BMW has grown from a small, relatively unknown German brand with four models to the top-selling luxury brand in the U.S. market for the past two years.
BMW of North America marked its 40th anniversary last year, and the BMW brand recorded sales of 346,023 vehicles -- a significant jump from the 19,419 cars it sold in 1975.
The brand's secret ingredient -- running for decades throughout its product lineup -- has been its upscale, European take on driving performance.
Ludwig Willisch, CEO of BMW of North America, says that the U.S. has been critical in BMW global sales and in influencing the brand's characteristics.
"The U.S. has always been important in shaping the brand," Willisch said. "It is a big influence on our decision-making process -- it is the second biggest single market now.
"When it comes to driving dynamics, it is the market for brand-shaping and decision-making."
BMW launched the tag line "The Ultimate Driving Machine" in 1975 and says it's more than a marketing slogan -- it describes the kind of performance the brand seeks from every vehicle, even its crossovers.
And the brand takes care of its customers, says one influential retailer.
"They have contemporary design; they have brought connectivity into the vehicles -- and luxury," said Mike Jackson, CEO of AutoNation. "They are very customer-friendly in free maintenance, which BMW customers just love -- they do not have this concern."

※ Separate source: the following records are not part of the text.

//! Overlay line list builder
//!
//! Everything here is emitted as vertex pairs in world space; the overlay
//! shader applies `clip_from_world`.

use glam::Vec2;

use super::vertex::{Vertex, colors};
use crate::editor::Editor;
use crate::sim::{Plankton, World};

/// Segments used for the plankton ellipse
const PLANKTON_SEGMENTS: usize = 32;
/// Half-size of the pointer cross
const CURSOR_SIZE: f32 = 0.5;
/// More grid lines than this in one frame means the step is degenerate
const MAX_GRID_LINES: usize = 4096;
/// Half-size of the pressed-button square
const CURSOR_PRESSED_SIZE: f32 = 0.25;

#[derive(Debug, Clone, Default)]
pub struct LineList {
    vertices: Vec<Vertex>,
}

impl LineList {
    pub fn new() -> Self {
        Self::default()
    }

    #[cfg(test)]
    fn vertices(&self) -> &[Vertex] {
        &self.vertices
    }

    pub fn into_vertices(self) -> Vec<Vertex> {
        self.vertices
    }

    pub fn segment(&mut self, a: Vec2, b: Vec2, color: [f32; 4]) {
        self.vertices.push(Vertex::at(a, color));
        self.vertices.push(Vertex::at(b, color));
    }

    /// Consecutive segments through `points`
    pub fn polyline(&mut self, points: &[Vec2], color: [f32; 4]) {
        for pair in points.windows(2) {
            self.segment(pair[0], pair[1], color);
        }
    }

    /// Closed loop through `points`
    pub fn polygon(&mut self, points: &[Vec2], color: [f32; 4]) {
        self.polyline(points, color);
        if let (Some(&last), Some(&first)) = (points.last(), points.first()) {
            self.segment(last, first, color);
        }
    }

    /// Background grid covering `[min, max]`, one line past each edge; the
    /// y = 0 line stands out
    pub fn grid(&mut self, min: Vec2, max: Vec2, step: f32) {
        if step.is_nan() || step <= 0.0 {
            return;
        }
        let first = (min / step).floor();
        let last = (max / step).ceil();
        let lines = (last - first + Vec2::ONE).max(Vec2::ZERO);
        if lines.x + lines.y > MAX_GRID_LINES as f32 {
            log::warn!("Grid step {} is too fine for the view, skipping grid", step);
            return;
        }

        for i in first.x as i32..=last.x as i32 {
            let x = i as f32 * step;
            self.segment(Vec2::new(x, min.y), Vec2::new(x, max.y), colors::GRID);
        }
        for i in first.y as i32..=last.y as i32 {
            let y = i as f32 * step;
            let color = if i == 0 { colors::HORIZON } else { colors::GRID };
            self.segment(Vec2::new(min.x, y), Vec2::new(max.x, y), color);
        }
    }

    /// Unit world axes at the origin
    pub fn axes(&mut self) {
        self.segment(Vec2::ZERO, Vec2::X, colors::AXIS_X);
        self.segment(Vec2::ZERO, Vec2::Y, colors::AXIS_Y);
    }

    pub fn cursor(&mut self, at: Vec2, pressed: bool) {
        let s = CURSOR_SIZE;
        self.segment(at + Vec2::new(-s, -s), at + Vec2::new(s, s), colors::CURSOR);
        self.segment(at + Vec2::new(-s, s), at + Vec2::new(s, -s), colors::CURSOR);
        if pressed {
            let s = CURSOR_PRESSED_SIZE;
            self.polygon(
                &[
                    at + Vec2::new(-s, -s),
                    at + Vec2::new(s, -s),
                    at + Vec2::new(s, s),
                    at + Vec2::new(-s, s),
                ],
                colors::CURSOR,
            );
        }
    }

    /// Box outline of every block, colored by selection and hover
    pub fn block_outlines(&mut self, world: &World, editor: &Editor) {
        for block in world.blocks() {
            let mut color = if editor.selection().contains(block.id()) {
                colors::BLOCK_SELECTED
            } else {
                colors::BLOCK
            };
            if editor.hovered() == Some(block.id()) {
                color = colors::hovered(color);
            }
            self.polygon(&block.corners(), color);
        }
    }

    pub fn plankton(&mut self, plankton: &Plankton) {
        self.polyline(&plankton.outline(PLANKTON_SEGMENTS), colors::PLANKTON);
    }
}

#[cfg(test)]
mod tests {
    use super::*;

    #[test]
    fn test_polygon_closes() {
        let mut lines = LineList::new();
        lines.polygon(&[Vec2::ZERO, Vec2::X, Vec2::Y], colors::GRID);
        assert_eq!(lines.vertices().len(), 6);
        assert_eq!(lines.vertices()[5].position, [0.0, 0.0]);
    }

    #[test]
    fn test_grid_highlights_horizon() {
        let mut lines = LineList::new();
        lines.grid(Vec2::new(-1.0, -1.0), Vec2::new(1.0, 1.0), 0.75);
        // Lines at -1.5, -0.75, 0, 0.75, 1.5 on each axis
        assert_eq!(lines.vertices().len(), 20);
        let horizon: Vec<_> = lines
            .vertices()
            .iter()
            .filter(|v| v.color == colors::HORIZON)
            .collect();
        assert_eq!(horizon.len(), 2);
        assert!(horizon.iter().all(|v| v.position[1] == 0.0));
    }

    #[test]
    fn test_degenerate_grid_step_skipped() {
        let mut lines = LineList::new();
        lines.grid(Vec2::splat(-10.0), Vec2::splat(10.0), 1e-6);
        lines.grid(Vec2::splat(-10.0), Vec2::splat(10.0), f32::NAN);
        assert!(lines.vertices().is_empty());
    }

    #[test]
    fn test_cursor_is_diagonal_cross() {
        let mut lines = LineList::new();
        lines.cursor(Vec2::new(1.0, 1.0), false);
        let ends: Vec<[f32; 2]> = lines.vertices().iter().map(|v| v.position).collect();
        assert_eq!(ends, vec![[0.5, 0.5], [1.5, 1.5], [0.5, 1.5], [1.5, 0.5]]);
    }

    #[test]
    fn test_cursor_square_when_pressed() {
        let mut up = LineList::new();
        up.cursor(Vec2::ZERO, false);
        let mut down = LineList::new();
        down.cursor(Vec2::ZERO, true);
        assert_eq!(up.vertices().len(), 4);
        assert_eq!(down.vertices().len(), 12);
    }

    #[test]
    fn test_plankton_loop() {
        let mut lines = LineList::new();
        lines.plankton(&Plankton::new());
        assert_eq!(lines.vertices().len(), PLANKTON_SEGMENTS * 2);
    }
}
//! On-disk world document
//!
//! `{ "blocks": [ {mode, at, angle, radii, round, seed}, ... ] }`. Only the
//! editable fields are stored; block frames and ids are rebuilt on load.

use glam::Vec2;
use serde::{Deserialize, Serialize};

use super::PersistError;
use crate::consts::MIN_RADIUS;
use crate::sim::{Block, BlockMode};

/// One persisted block
#[derive(Debug, Clone, PartialEq, Serialize, Deserialize)]
pub struct BlockRecord {
    pub mode: BlockMode,
    pub at: Vec2,
    pub angle: f32,
    pub radii: Vec2,
    pub round: f32,
    pub seed: f32,
}

impl BlockRecord {
    /// Check the record describes a block the editor could have produced
    pub fn validate(&self) -> Result<(), &'static str> {
        let numbers = [
            self.at.x,
            self.at.y,
            self.angle,
            self.radii.x,
            self.radii.y,
            self.round,
            self.seed,
        ];
        if numbers.iter().any(|n| !n.is_finite()) {
            return Err("non-finite number");
        }
        if self.radii.min_element() < MIN_RADIUS {
            return Err("radius below minimum");
        }
        if self.round < 0.0 {
            return Err("negative rounding");
        }
        Ok(())
    }

    pub fn to_block(&self) -> Block {
        Block::new(self.mode, self.at, self.angle, self.radii, self.round, self.seed)
    }
}

impl From<&Block> for BlockRecord {
    fn from(block: &Block) -> Self {
        Self {
            mode: block.mode(),
            at: block.at(),
            angle: block.angle(),
            radii: block.radii(),
            round: block.round(),
            seed: block.seed(),
        }
    }
}

/// The whole persisted world
#[derive(Debug, Clone, Default, PartialEq, Serialize, Deserialize)]
pub struct WorldDocument {
    pub blocks: Vec<BlockRecord>,
}

impl WorldDocument {
    pub fn from_blocks<'a>(blocks: impl IntoIterator<Item = &'a Block>) -> Self {
        Self {
            blocks: blocks.into_iter().map(BlockRecord::from).collect(),
        }
    }

    /// Parse and validate; any bad record rejects the whole document
    pub fn from_json(json: &str) -> Result<Self, PersistError> {
        let doc: WorldDocument = serde_json::from_str(json)?;
        doc.validate()?;
        Ok(doc)
    }

    pub fn validate(&self) -> Result<(), PersistError> {
        for (index, record) in self.blocks.iter().enumerate() {
            record
                .validate()
                .map_err(|reason| PersistError::InvalidBlock { index, reason })?;
        }
        Ok(())
    }

    pub fn to_json(&self) -> Result<String, PersistError> {
        Ok(serde_json::to_string(self)?)
    }

    /// Build fresh blocks (ids are assigned by the world)
    pub fn to_blocks(&self) -> Vec<Block> {
        self.blocks.iter().map(BlockRecord::to_block).collect()
    }
}
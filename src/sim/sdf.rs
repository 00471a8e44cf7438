//! Distance-field primitives shared by terrain blocks
//!
//! These mirror the terrain fragment shader so CPU queries agree with what
//! is drawn on screen.

use glam::Vec2;

use crate::fract;

/// Signed distance to an axis-aligned box of half-extents `b` with corners
/// rounded by `r`. Negative inside.
#[inline]
pub fn sd_rounded_box(p: Vec2, b: Vec2, r: f32) -> f32 {
    let q = p.abs() - b + Vec2::splat(r);
    q.x.max(q.y).min(0.0) + q.max(Vec2::ZERO).length() - r
}

/// Circular-profile smooth minimum with blend radius `k`
///
/// Never exceeds `min(a, b)`; `k <= 0` is a plain minimum.
pub fn smooth_min(a: f32, b: f32, k: f32) -> f32 {
    if k <= 0.0 {
        return a.min(b);
    }
    let sqrt_half = std::f32::consts::FRAC_1_SQRT_2;
    let k = k / (1.0 - sqrt_half);
    let h = (k - (a - b).abs()).max(0.0) / k;
    let b2 = 13.0 / 4.0 - 4.0 * sqrt_half;
    let b3 = 3.0 / 4.0 - sqrt_half;
    a.min(b) - k * h * h * (h * b3 * (h - 4.0) + b2)
}

/// Per-cell gradient direction for `noise`
#[inline]
fn gradient(n: Vec2) -> Vec2 {
    let t = n.x * n.y;
    Vec2::new((t * 12.0 + 1.0).sin(), (t * 17.0 + 2.0).sin())
}

/// Coherent wave noise in [-1, 1]; `ofs` shifts the wave phase
pub fn noise(p: Vec2, ofs: f32) -> f32 {
    const FREQ: f32 = 2.0;
    let i = p.floor();
    let f = Vec2::new(fract(p.x), fract(p.y));
    let f = f * f * (Vec2::splat(3.0) - 2.0 * f);
    let wave = |corner: Vec2| (ofs + FREQ * p.dot(gradient(i + corner))).sin();

    let bottom = lerp(wave(Vec2::new(0.0, 0.0)), wave(Vec2::new(1.0, 0.0)), f.x);
    let top = lerp(wave(Vec2::new(0.0, 1.0)), wave(Vec2::new(1.0, 1.0)), f.x);
    lerp(bottom, top, f.y)
}

#[inline]
pub fn lerp(a: f32, b: f32, t: f32) -> f32 {
    (b - a) * t + a
}

/// Fraction of a quantity that survives `dt` seconds of decay with the
/// given half-life
#[inline]
pub fn half_life_keep(dt: f32, half_life: f32) -> f32 {
    0.5_f32.powf(dt / half_life)
}
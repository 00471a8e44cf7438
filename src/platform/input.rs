//! Pointer state and keyboard decoding
//!
//! Raw browser events are turned into `Pointer` updates and semantic
//! `EditorCommand`s here; nothing downstream sees device events.

use glam::Vec2;

use crate::editor::EditorCommand;

/// Pointer state shared by the editor and the flight model
#[derive(Debug, Clone, Default, PartialEq)]
pub struct Pointer {
    /// Position in [0,1]² (y up), `None` when off the canvas
    pub normalized: Option<Vec2>,
    /// Same position in world space, refreshed every frame
    pub world: Option<Vec2>,
    /// Button currently held
    pub down: bool,
}

impl Pointer {
    /// Client coordinates relative to a canvas rect into [0,1]² (y up)
    pub fn normalize(client: Vec2, rect_min: Vec2, rect_size: Vec2) -> Option<Vec2> {
        if rect_size.x <= 0.0 || rect_size.y <= 0.0 {
            return None;
        }
        let rel = (client - rect_min) / rect_size;
        Some(Vec2::new(rel.x, 1.0 - rel.y))
    }

    pub fn moved(&mut self, normalized: Option<Vec2>) {
        self.normalized = normalized;
    }

    pub fn pressed(&mut self) {
        self.down = true;
    }

    pub fn released(&mut self) {
        self.down = false;
    }

    /// Pointer left the canvas (touch ended)
    pub fn left(&mut self) {
        self.down = false;
        self.normalized = None;
        self.world = None;
    }
}

/// Map a `KeyboardEvent.code` to an editor command
pub fn command_for_key(code: &str, shift: bool) -> Option<EditorCommand> {
    let command = match code {
        "Tab" => EditorCommand::ToggleEditMode,
        "KeyA" => EditorCommand::SelectAll,
        "KeyD" if shift => EditorCommand::Duplicate,
        "KeyX" | "Delete" => EditorCommand::Delete,
        "KeyG" => EditorCommand::BeginGrab,
        "KeyR" => EditorCommand::BeginRotate,
        "KeyS" => EditorCommand::BeginResize { round: shift },
        "Escape" => EditorCommand::Cancel,
        "Space" => EditorCommand::CyclePick,
        "KeyN" => EditorCommand::RandomizeSeed,
        "KeyM" => EditorCommand::CycleMode,
        _ => return None,
    };
    Some(command)
}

Jackson adds that the 3-series sedan -- the brand's biggest seller in the United States -- is "the foundation that epitomizes BMW."
Experts and dealers attribute BMW's rise from obscurity to its laser focus on performance.
"It has been consistent in product execution. There has been criticism on specific models or generations, but it is still The Ultimate Driving Machine," said Stephanie Brinley, senior analyst for IHS Automotive in Michigan. "They expanded into new areas, and they picked up SUVs and crossovers at the right time."
Bob Lutz, a board member in the early 1970s who later became vice chairman of General Motors, says a key to BMW's success is that "they have very carefully nurtured their brand."
"They never strayed off the course of being a driver's car. They have up to now been very true to their ethic and never tried to please everyone."
A bitter lawsuit
BMW of North America was launched as a company-owned subsidiary in 1975 when it purchased distribution rights from Max Hoffman, who brought European nameplates to the United States before the brands were interested in the market.